---
title: "Machine Learning Workflow: Multi-Layer Perceptron (Heart Data) Usng scikit-learn"
subtitle: "Econ 425T"
author: "Dr. Hua Zhou @ UCLA"
date: "`r format(Sys.time(), '%d %B, %Y')`"
format:
  html:
    theme: cosmo
    embed-resources: true
    number-sections: true
    toc: true
    toc-depth: 4
    toc-location: left
    code-fold: false
engine: knitr
knitr:
  opts_chunk: 
    fig.align: 'center'
    # fig.width: 6
    # fig.height: 4
    message: FALSE
    cache: false
---

Display system information for reproducibility.

::: {.panel-tabset}

#### Python

```{python}
import IPython
print(IPython.sys_info())
```

:::

## Overview

![](https://www.tidymodels.org/start/resampling/img/resampling.svg)
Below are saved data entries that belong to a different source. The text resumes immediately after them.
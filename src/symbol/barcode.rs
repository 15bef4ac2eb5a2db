//! Linear barcode encoder.
//!
//! EAN-13, EAN-8 and Code 39 bars come from `barcoders`; Code 128 comes from
//! [`super::code128`]. The GTIN family (UPC-A, JAN, ISBN, ISSN, GS1) is
//! normalised to EAN-13 here, and PZN to Code 39, before encoding.
//!
//! Layout sizes are given in millimetres and points at a resolution in dots
//! per inch, then converted to whole pixels before rasterising.

use std::fmt;
use std::str::FromStr;

use barcoders::sym::code39::Code39;
use barcoders::sym::ean13::EAN13;
use barcoders::sym::ean8::EAN8;
use bytes::Bytes;

use super::code128;
use super::color::parse_color;
use super::raster::{encode_png, render_bars, BarStyle};
use super::DEFAULT_MAX_IMAGE_DIMENSION;
use crate::error::{EncodeError, ValidationError};

// =============================================================================
// Barcode Types
// =============================================================================

/// Supported symbologies.
#[derive(Debug, Clone, Copy, PartialEq, Eq, Hash)]
pub enum BarcodeType {
    Ean8,
    Ean13,
    Upca,
    Jan,
    Isbn10,
    Isbn13,
    Issn,
    Code39,
    Code128,
    Pzn,
    Gs1,
}

impl BarcodeType {
    /// Every supported type, in the order reported to clients.
    pub const ALL: [BarcodeType; 11] = [
        BarcodeType::Ean8,
        BarcodeType::Ean13,
        BarcodeType::Upca,
        BarcodeType::Jan,
        BarcodeType::Isbn10,
        BarcodeType::Isbn13,
        BarcodeType::Issn,
        BarcodeType::Code39,
        BarcodeType::Code128,
        BarcodeType::Pzn,
        BarcodeType::Gs1,
    ];

    /// Wire name of the type.
    pub fn as_str(self) -> &'static str {
        match self {
            BarcodeType::Ean8 => "ean8",
            BarcodeType::Ean13 => "ean13",
            BarcodeType::Upca => "upca",
            BarcodeType::Jan => "jan",
            BarcodeType::Isbn10 => "isbn10",
            BarcodeType::Isbn13 => "isbn13",
            BarcodeType::Issn => "issn",
            BarcodeType::Code39 => "code39",
            BarcodeType::Code128 => "code128",
            BarcodeType::Pzn => "pzn",
            BarcodeType::Gs1 => "gs1",
        }
    }

    /// Comma-separated list of all wire names.
    pub fn supported_list() -> String {
        Self::ALL
            .iter()
            .map(|t| t.as_str())
            .collect::<Vec<_>>()
            .join(", ")
    }
}

impl fmt::Display for BarcodeType {
    fn fmt(&self, f: &mut fmt::Formatter<'_>) -> fmt::Result {
        f.write_str(self.as_str())
    }
}

impl FromStr for BarcodeType {
    type Err = ValidationError;

    fn from_str(s: &str) -> Result<Self, Self::Err> {
        Self::ALL
            .iter()
            .copied()
            .find(|t| t.as_str() == s)
            .ok_or_else(|| ValidationError::UnsupportedBarcodeType {
                value: s.to_string(),
                supported: Self::supported_list(),
            })
    }
}

// =============================================================================
// Layout
// =============================================================================

/// Default output resolution in dots per inch.
pub const DEFAULT_DPI: u32 = 300;

/// Default module width in millimetres.
pub const DEFAULT_MODULE_WIDTH_MM: f64 = 0.2;

/// Default bar height in millimetres.
pub const DEFAULT_MODULE_HEIGHT_MM: f64 = 15.0;

/// Default quiet zone on each side in millimetres.
pub const DEFAULT_QUIET_ZONE_MM: f64 = 6.5;

/// Default gap between bars and caption in millimetres.
pub const DEFAULT_TEXT_DISTANCE_MM: f64 = 5.0;

/// Default caption size in points.
pub const DEFAULT_FONT_SIZE_PT: u32 = 10;

const MM_PER_INCH: f64 = 25.4;
const POINTS_PER_INCH: f64 = 72.0;

/// Millimetres to whole pixels at `dpi`.
pub fn mm_to_px(mm: f64, dpi: u32) -> u32 {
    (mm * f64::from(dpi) / MM_PER_INCH).round() as u32
}

/// Points to whole pixels at `dpi`.
pub fn pt_to_px(pt: u32, dpi: u32) -> u32 {
    (f64::from(pt) * f64::from(dpi) / POINTS_PER_INCH).round() as u32
}

/// Validated rendering options for a barcode, with every size in pixels.
#[derive(Debug, Clone, PartialEq, Eq)]
pub struct BarcodeLayout {
    pub module_width: u32,
    pub module_height: u32,

    /// Blank margin on each side of the bars
    pub quiet_zone: u32,

    pub font_size: u32,
    pub text_distance: u32,
    pub foreground: String,
    pub background: String,

    /// Replaces the symbology's human-readable caption
    pub text: Option<String>,

    pub write_text: bool,
    pub center_text: bool,
}

impl Default for BarcodeLayout {
    fn default() -> Self {
        Self {
            module_width: mm_to_px(DEFAULT_MODULE_WIDTH_MM, DEFAULT_DPI).max(1),
            module_height: mm_to_px(DEFAULT_MODULE_HEIGHT_MM, DEFAULT_DPI).max(1),
            quiet_zone: mm_to_px(DEFAULT_QUIET_ZONE_MM, DEFAULT_DPI),
            font_size: pt_to_px(DEFAULT_FONT_SIZE_PT, DEFAULT_DPI),
            text_distance: mm_to_px(DEFAULT_TEXT_DISTANCE_MM, DEFAULT_DPI),
            foreground: "black".to_string(),
            background: "white".to_string(),
            text: None,
            write_text: true,
            center_text: true,
        }
    }
}

impl BarcodeLayout {
    fn style(&self, caption: String) -> Result<BarStyle, EncodeError> {
        let caption = if self.write_text {
            Some(self.text.clone().unwrap_or(caption))
        } else {
            None
        };

        Ok(BarStyle {
            module_width: self.module_width,
            module_height: self.module_height,
            quiet_zone: self.quiet_zone,
            font_size: self.font_size,
            text_distance: self.text_distance,
            foreground: parse_color(&self.foreground)?,
            background: parse_color(&self.background)?,
            caption,
            center_text: self.center_text,
        })
    }
}

// =============================================================================
// Encoder
// =============================================================================

/// Module row and caption produced for one barcode.
#[derive(Debug, Clone, PartialEq, Eq)]
pub struct EncodedSymbol {
    /// 1 = bar, 0 = space
    pub modules: Vec<u8>,

    /// Human-readable text, including computed check digits
    pub caption: String,
}

/// Renders linear barcodes to PNG.
#[derive(Debug, Clone)]
pub struct BarcodeEncoder {
    max_dimension: u32,
}

impl Default for BarcodeEncoder {
    fn default() -> Self {
        Self::new(DEFAULT_MAX_IMAGE_DIMENSION)
    }
}

impl BarcodeEncoder {
    /// Create an encoder that refuses images larger than `max_dimension` pixels.
    pub fn new(max_dimension: u32) -> Self {
        Self { max_dimension }
    }

    /// Encode `data` as `barcode_type` and render it as a PNG image.
    ///
    /// # Errors
    ///
    /// - [`EncodeError::InvalidData`] when `data` breaks the symbology's rules
    /// - [`EncodeError::Color`] when a colour cannot be parsed
    /// - [`EncodeError::ImageTooLarge`] when the image exceeds the size limit
    pub fn encode(
        &self,
        barcode_type: BarcodeType,
        data: &str,
        layout: &BarcodeLayout,
    ) -> Result<Bytes, EncodeError> {
        let symbol = encode_symbol(barcode_type, data)?;
        let style = layout.style(symbol.caption)?;
        let canvas = render_bars(&symbol.modules, &style, self.max_dimension)?;
        encode_png(&canvas)
    }
}

/// Produce the module row for `data` in the given symbology.
pub fn encode_symbol(barcode_type: BarcodeType, data: &str) -> Result<EncodedSymbol, EncodeError> {
    match barcode_type {
        BarcodeType::Ean13 => ean13(&gtin_body(data, 12, "EAN-13")?),
        BarcodeType::Ean8 => ean8(&gtin_body(data, 7, "EAN-8")?),
        BarcodeType::Jan => {
            let body = gtin_body(data, 12, "JAN")?;
            let prefix: u32 = body[..3].parse().unwrap_or_default();
            if !(450..=459).contains(&prefix) && !(490..=499).contains(&prefix) {
                return Err(EncodeError::InvalidData(format!(
                    "JAN must start with 450-459 or 490-499, got {}",
                    &body[..3]
                )));
            }
            ean13(&body)
        }
        BarcodeType::Upca => {
            let body = gtin_body(data, 11, "UPC-A")?;
            let mut symbol = ean13(&format!("0{}", body))?;
            symbol.caption.remove(0);
            Ok(symbol)
        }
        // GS1 numbers are rendered as ISBN-13, matching the python-barcode alias
        BarcodeType::Isbn13 | BarcodeType::Gs1 => {
            let body = gtin_body(&data.replace('-', ""), 12, "ISBN-13")?;
            if !body.starts_with("978") && !body.starts_with("979") {
                return Err(EncodeError::InvalidData(
                    "ISBN-13 must start with 978 or 979".to_string(),
                ));
            }
            ean13(&body)
        }
        BarcodeType::Isbn10 => {
            let body = mod11_body(&data.replace('-', ""), 9, "ISBN-10", isbn10_check)?;
            ean13(&format!("978{}", body))
        }
        BarcodeType::Issn => {
            let body = mod11_body(&data.replace('-', ""), 7, "ISSN", issn_check)?;
            ean13(&format!("977{}00", body))
        }
        BarcodeType::Code39 => {
            let text = data.to_uppercase();
            if text.is_empty() {
                return Err(EncodeError::InvalidData(
                    "Code 39 data must not be empty".to_string(),
                ));
            }
            let modules = Code39::with_checksum(text.clone())?.encode();
            Ok(EncodedSymbol {
                modules,
                caption: text,
            })
        }
        BarcodeType::Pzn => {
            let body = digits_of_length(data, &[6, 7], "PZN")?;
            let check = pzn_check(&body[..6])?;
            if body.len() == 7 && body[6] != check {
                return Err(EncodeError::InvalidData(format!(
                    "PZN check digit should be {}",
                    check
                )));
            }
            let pzn: String = body[..6]
                .iter()
                .chain(std::iter::once(&check))
                .map(|d| char::from(b'0' + d))
                .collect();
            let modules = Code39::new(format!("PZN-{}", pzn))?.encode();
            Ok(EncodedSymbol {
                modules,
                caption: format!("PZN-{}", pzn),
            })
        }
        BarcodeType::Code128 => Ok(EncodedSymbol {
            modules: code128::encode(data)?,
            caption: data.to_string(),
        }),
    }
}

fn ean13(body: &str) -> Result<EncodedSymbol, EncodeError> {
    let modules = EAN13::new(body.to_string())?.encode();
    Ok(EncodedSymbol {
        modules,
        caption: with_check_digit(body),
    })
}

fn ean8(body: &str) -> Result<EncodedSymbol, EncodeError> {
    let modules = EAN8::new(body.to_string())?.encode();
    Ok(EncodedSymbol {
        modules,
        caption: with_check_digit(body),
    })
}

// =============================================================================
// Check Digits
// =============================================================================

/// GTIN mod-10 check digit: weights 3,1,3,... from the rightmost digit.
pub fn gtin_check_digit(digits: &[u8]) -> u8 {
    let sum: u32 = digits
        .iter()
        .rev()
        .enumerate()
        .map(|(i, &d)| u32::from(d) * if i % 2 == 0 { 3 } else { 1 })
        .sum();
    ((10 - sum % 10) % 10) as u8
}

fn with_check_digit(body: &str) -> String {
    let digits: Vec<u8> = body.bytes().map(|b| b - b'0').collect();
    format!("{}{}", body, gtin_check_digit(&digits))
}

fn digits_of_length(data: &str, lengths: &[usize], name: &str) -> Result<Vec<u8>, EncodeError> {
    if let Some(bad) = data.chars().find(|c| !c.is_ascii_digit()) {
        return Err(EncodeError::InvalidData(format!(
            "{} accepts only digits, got {:?}",
            name, bad
        )));
    }
    if !lengths.contains(&data.len()) {
        let expected = lengths
            .iter()
            .map(|l| l.to_string())
            .collect::<Vec<_>>()
            .join(" or ");
        return Err(EncodeError::InvalidData(format!(
            "{} must have {} digits, got {}",
            name,
            expected,
            data.len()
        )));
    }
    Ok(data.bytes().map(|b| b - b'0').collect())
}

/// Digits of a GTIN without its check digit, verifying it when present.
fn gtin_body(data: &str, body_len: usize, name: &str) -> Result<String, EncodeError> {
    let digits = digits_of_length(data, &[body_len, body_len + 1], name)?;
    let check = gtin_check_digit(&digits[..body_len]);
    if digits.len() > body_len && digits[body_len] != check {
        return Err(EncodeError::InvalidData(format!(
            "{} check digit should be {}, got {}",
            name, check, digits[body_len]
        )));
    }
    Ok(data[..body_len].to_string())
}

/// Body of a mod-11 code whose optional check character may be `X`.
fn mod11_body(
    data: &str,
    body_len: usize,
    name: &str,
    check: fn(&[u8]) -> u8,
) -> Result<String, EncodeError> {
    let (body, given) = if data.len() == body_len + 1 && data.is_char_boundary(body_len) {
        (&data[..body_len], data[body_len..].chars().next())
    } else {
        (data, None)
    };

    let digits = digits_of_length(body, &[body_len], name)?;
    if let Some(c) = given {
        let value = match c {
            'X' | 'x' => 10,
            '0'..='9' => c as u8 - b'0',
            other => {
                return Err(EncodeError::InvalidData(format!(
                    "{} check character must be a digit or X, got {:?}",
                    name, other
                )))
            }
        };
        let expected = check(&digits);
        if value != expected {
            return Err(EncodeError::InvalidData(format!(
                "{} check character should be {}",
                name,
                if expected == 10 {
                    'X'
                } else {
                    char::from(b'0' + expected)
                }
            )));
        }
    }
    Ok(body.to_string())
}

fn isbn10_check(digits: &[u8]) -> u8 {
    let sum: u32 = digits
        .iter()
        .enumerate()
        .map(|(i, &d)| u32::from(d) * (10 - i as u32))
        .sum();
    ((11 - sum % 11) % 11) as u8
}

fn issn_check(digits: &[u8]) -> u8 {
    let sum: u32 = digits
        .iter()
        .enumerate()
        .map(|(i, &d)| u32::from(d) * (8 - i as u32))
        .sum();
    ((11 - sum % 11) % 11) as u8
}

fn pzn_check(digits: &[u8]) -> Result<u8, EncodeError> {
    let sum: u32 = digits
        .iter()
        .enumerate()
        .map(|(i, &d)| u32::from(d) * (i as u32 + 2))
        .sum();
    match (sum % 11) as u8 {
        10 => Err(EncodeError::InvalidData(
            "PZN is not valid (check digit would be 10)".to_string(),
        )),
        check => Ok(check),
    }
}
We illustrate the typical machine learning workflow for multi-layer perceptron (MLP) using the `Heart` data set from R `ISLR2` package. 

1. Initial splitting to test and non-test sets.

2. Pre-processing of data: not much is needed for regression trees.

3. Tune the cost complexity pruning hyper-parameter(s) using 10-fold cross-validation (CV) on the non-test data.

4. Choose the best model by CV and refit it on the whole non-test data.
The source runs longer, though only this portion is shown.